### DATA FOR THIS EXERCISE ###

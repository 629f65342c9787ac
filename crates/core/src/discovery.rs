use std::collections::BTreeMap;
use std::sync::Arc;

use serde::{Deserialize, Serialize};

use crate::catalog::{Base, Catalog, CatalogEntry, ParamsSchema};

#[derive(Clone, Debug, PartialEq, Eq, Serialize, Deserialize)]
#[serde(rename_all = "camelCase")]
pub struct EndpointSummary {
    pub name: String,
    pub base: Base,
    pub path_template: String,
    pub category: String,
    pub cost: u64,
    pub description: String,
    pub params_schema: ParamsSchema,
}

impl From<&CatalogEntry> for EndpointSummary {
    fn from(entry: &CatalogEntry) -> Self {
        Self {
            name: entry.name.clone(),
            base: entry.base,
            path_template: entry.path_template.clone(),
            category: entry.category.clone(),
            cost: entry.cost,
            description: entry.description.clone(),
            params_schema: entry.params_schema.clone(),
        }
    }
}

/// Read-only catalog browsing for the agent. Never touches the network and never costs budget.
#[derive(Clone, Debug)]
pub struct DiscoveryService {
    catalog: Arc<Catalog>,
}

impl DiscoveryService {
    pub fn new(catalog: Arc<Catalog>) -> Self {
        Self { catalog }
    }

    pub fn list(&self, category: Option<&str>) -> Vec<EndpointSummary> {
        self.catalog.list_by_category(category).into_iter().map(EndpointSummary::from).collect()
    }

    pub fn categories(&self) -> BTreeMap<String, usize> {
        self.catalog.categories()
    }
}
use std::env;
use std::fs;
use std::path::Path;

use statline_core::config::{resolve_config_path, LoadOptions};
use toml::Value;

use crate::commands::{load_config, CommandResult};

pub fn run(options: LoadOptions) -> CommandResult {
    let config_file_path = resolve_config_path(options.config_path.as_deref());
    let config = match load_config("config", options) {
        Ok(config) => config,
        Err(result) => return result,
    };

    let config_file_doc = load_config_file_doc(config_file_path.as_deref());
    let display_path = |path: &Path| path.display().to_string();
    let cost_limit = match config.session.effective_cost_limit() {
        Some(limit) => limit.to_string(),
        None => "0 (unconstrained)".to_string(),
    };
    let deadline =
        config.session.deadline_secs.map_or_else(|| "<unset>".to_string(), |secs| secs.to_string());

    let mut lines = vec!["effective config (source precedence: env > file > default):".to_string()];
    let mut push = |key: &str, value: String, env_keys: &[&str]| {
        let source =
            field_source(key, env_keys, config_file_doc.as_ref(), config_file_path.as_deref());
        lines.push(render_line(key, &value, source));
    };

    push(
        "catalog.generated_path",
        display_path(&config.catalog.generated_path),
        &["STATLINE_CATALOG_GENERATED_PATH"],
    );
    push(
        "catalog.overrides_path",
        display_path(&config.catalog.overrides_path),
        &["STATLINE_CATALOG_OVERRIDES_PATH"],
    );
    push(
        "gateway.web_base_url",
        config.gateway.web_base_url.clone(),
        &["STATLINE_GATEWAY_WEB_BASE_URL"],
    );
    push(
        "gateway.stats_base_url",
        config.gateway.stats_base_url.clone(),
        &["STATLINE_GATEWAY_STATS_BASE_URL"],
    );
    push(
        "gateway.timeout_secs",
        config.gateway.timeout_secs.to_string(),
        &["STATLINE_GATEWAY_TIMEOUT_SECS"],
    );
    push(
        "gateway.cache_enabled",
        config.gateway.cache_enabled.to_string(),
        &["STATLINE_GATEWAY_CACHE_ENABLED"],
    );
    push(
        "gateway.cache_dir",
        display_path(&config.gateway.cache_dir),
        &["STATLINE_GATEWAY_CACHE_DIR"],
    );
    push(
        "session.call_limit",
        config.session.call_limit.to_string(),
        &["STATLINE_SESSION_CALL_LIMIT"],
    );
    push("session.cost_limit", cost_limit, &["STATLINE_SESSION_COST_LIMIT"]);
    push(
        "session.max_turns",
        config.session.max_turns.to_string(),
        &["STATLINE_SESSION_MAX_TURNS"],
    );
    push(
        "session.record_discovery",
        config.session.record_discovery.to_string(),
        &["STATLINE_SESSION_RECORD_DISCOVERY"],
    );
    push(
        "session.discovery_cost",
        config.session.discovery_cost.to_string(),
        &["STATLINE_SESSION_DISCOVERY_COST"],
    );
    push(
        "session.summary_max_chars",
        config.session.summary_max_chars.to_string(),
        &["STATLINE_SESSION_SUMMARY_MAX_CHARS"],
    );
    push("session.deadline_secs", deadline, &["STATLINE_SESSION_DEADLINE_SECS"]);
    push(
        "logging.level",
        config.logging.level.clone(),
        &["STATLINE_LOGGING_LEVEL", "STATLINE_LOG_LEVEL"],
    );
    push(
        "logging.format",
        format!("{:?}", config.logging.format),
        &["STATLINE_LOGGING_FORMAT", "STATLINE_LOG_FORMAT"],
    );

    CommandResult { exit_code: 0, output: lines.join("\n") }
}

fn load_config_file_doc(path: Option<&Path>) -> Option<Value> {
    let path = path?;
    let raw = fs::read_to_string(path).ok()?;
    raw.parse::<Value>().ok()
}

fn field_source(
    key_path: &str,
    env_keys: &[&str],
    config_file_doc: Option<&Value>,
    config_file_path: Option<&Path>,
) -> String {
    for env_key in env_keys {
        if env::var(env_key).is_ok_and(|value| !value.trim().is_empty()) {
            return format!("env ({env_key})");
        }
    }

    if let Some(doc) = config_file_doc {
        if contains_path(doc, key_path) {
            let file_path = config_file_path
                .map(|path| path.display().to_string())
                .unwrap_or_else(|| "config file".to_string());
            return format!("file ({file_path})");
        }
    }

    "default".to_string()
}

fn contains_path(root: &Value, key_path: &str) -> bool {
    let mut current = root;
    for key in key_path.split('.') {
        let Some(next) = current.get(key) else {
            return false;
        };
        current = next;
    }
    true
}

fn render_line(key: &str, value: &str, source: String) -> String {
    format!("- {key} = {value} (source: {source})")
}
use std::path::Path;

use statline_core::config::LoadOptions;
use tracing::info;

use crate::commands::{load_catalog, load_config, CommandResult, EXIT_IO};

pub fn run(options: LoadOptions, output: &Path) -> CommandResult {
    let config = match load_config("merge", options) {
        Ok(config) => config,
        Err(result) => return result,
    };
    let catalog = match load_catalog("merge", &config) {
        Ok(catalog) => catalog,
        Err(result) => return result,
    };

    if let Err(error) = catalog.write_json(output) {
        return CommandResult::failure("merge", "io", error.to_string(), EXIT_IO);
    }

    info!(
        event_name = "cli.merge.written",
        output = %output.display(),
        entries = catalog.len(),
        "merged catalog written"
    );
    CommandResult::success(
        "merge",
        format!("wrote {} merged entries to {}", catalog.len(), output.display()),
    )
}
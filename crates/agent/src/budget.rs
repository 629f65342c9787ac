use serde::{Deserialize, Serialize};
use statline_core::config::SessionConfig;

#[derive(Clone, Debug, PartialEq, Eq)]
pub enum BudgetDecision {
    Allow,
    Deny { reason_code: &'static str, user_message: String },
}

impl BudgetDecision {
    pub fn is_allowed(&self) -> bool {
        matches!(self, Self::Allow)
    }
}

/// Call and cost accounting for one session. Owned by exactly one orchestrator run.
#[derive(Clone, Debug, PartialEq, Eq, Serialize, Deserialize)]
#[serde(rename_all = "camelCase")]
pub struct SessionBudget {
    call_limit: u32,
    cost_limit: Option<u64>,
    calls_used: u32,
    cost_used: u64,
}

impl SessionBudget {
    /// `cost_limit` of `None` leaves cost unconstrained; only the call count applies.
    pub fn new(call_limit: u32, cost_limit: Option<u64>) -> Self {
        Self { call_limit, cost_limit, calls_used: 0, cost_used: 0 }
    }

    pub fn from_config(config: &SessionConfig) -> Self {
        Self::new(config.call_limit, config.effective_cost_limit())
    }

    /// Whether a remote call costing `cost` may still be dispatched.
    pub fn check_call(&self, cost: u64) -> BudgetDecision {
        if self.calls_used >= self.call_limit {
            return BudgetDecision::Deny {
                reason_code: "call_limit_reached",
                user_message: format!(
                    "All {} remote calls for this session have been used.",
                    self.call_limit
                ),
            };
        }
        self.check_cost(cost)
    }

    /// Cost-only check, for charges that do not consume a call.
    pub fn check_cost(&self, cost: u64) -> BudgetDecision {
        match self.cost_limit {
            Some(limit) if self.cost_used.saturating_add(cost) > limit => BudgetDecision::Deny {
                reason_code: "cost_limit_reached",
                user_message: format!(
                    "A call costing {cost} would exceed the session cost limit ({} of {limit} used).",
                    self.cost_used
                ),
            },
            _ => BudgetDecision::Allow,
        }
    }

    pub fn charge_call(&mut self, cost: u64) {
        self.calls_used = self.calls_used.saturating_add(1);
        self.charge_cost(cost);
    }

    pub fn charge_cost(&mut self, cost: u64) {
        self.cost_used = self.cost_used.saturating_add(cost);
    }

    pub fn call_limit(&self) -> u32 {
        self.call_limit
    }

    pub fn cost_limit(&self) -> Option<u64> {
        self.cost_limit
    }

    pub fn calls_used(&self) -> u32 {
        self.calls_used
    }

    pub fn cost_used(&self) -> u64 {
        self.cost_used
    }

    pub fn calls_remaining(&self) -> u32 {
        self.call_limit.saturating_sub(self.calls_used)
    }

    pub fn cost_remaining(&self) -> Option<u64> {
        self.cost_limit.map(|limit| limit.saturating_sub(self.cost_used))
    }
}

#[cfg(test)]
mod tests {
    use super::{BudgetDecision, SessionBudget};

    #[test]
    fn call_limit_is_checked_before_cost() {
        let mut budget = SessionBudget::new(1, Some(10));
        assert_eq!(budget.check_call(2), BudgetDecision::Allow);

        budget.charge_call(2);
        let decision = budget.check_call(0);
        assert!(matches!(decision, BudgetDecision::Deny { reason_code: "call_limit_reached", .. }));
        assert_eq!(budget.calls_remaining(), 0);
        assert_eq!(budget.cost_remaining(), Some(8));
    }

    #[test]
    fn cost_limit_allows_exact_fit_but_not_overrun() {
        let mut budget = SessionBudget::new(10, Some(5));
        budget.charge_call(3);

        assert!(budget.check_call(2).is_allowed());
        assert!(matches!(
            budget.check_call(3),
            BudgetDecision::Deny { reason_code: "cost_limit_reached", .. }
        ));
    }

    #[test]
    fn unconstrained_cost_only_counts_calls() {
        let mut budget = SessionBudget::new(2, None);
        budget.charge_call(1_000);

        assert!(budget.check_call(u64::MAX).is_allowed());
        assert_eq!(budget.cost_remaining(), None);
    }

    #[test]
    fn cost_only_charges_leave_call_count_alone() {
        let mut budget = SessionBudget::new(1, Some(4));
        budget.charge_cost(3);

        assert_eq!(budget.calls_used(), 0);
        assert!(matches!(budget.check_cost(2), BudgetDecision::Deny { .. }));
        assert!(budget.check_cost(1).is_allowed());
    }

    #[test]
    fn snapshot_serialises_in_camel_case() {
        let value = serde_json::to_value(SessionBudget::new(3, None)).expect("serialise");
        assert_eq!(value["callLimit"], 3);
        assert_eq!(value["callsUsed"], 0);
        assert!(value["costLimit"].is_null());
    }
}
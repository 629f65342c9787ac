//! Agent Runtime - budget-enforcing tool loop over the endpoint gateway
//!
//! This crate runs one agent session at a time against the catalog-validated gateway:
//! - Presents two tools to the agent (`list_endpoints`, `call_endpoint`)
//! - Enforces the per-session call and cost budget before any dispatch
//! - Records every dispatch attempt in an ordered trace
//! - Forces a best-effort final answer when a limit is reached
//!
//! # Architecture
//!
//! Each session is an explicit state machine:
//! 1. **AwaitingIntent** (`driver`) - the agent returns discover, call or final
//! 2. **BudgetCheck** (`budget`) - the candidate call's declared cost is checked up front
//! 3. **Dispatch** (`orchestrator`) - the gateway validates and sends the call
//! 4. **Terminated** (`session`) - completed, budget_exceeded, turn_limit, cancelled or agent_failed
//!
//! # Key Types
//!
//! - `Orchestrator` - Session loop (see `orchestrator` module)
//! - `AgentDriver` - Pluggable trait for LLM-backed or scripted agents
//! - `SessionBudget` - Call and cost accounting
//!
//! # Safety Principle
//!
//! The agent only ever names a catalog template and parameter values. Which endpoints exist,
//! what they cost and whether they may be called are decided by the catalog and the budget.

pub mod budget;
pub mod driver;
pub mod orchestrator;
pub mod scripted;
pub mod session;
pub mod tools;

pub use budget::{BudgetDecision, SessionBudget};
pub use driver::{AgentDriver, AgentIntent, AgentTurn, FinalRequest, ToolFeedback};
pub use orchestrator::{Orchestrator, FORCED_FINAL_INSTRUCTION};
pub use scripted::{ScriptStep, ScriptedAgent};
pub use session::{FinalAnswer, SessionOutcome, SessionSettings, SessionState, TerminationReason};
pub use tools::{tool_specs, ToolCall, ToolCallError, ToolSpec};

###

* _TASK REQUIREMENTS_: Where a line in the records above includes the string "impl", show it.

* _RESULT OF THE EXERCISE_:
impl From<&CatalogEntry> for EndpointSummary {
impl DiscoveryService {
impl BudgetDecision {
impl SessionBudget {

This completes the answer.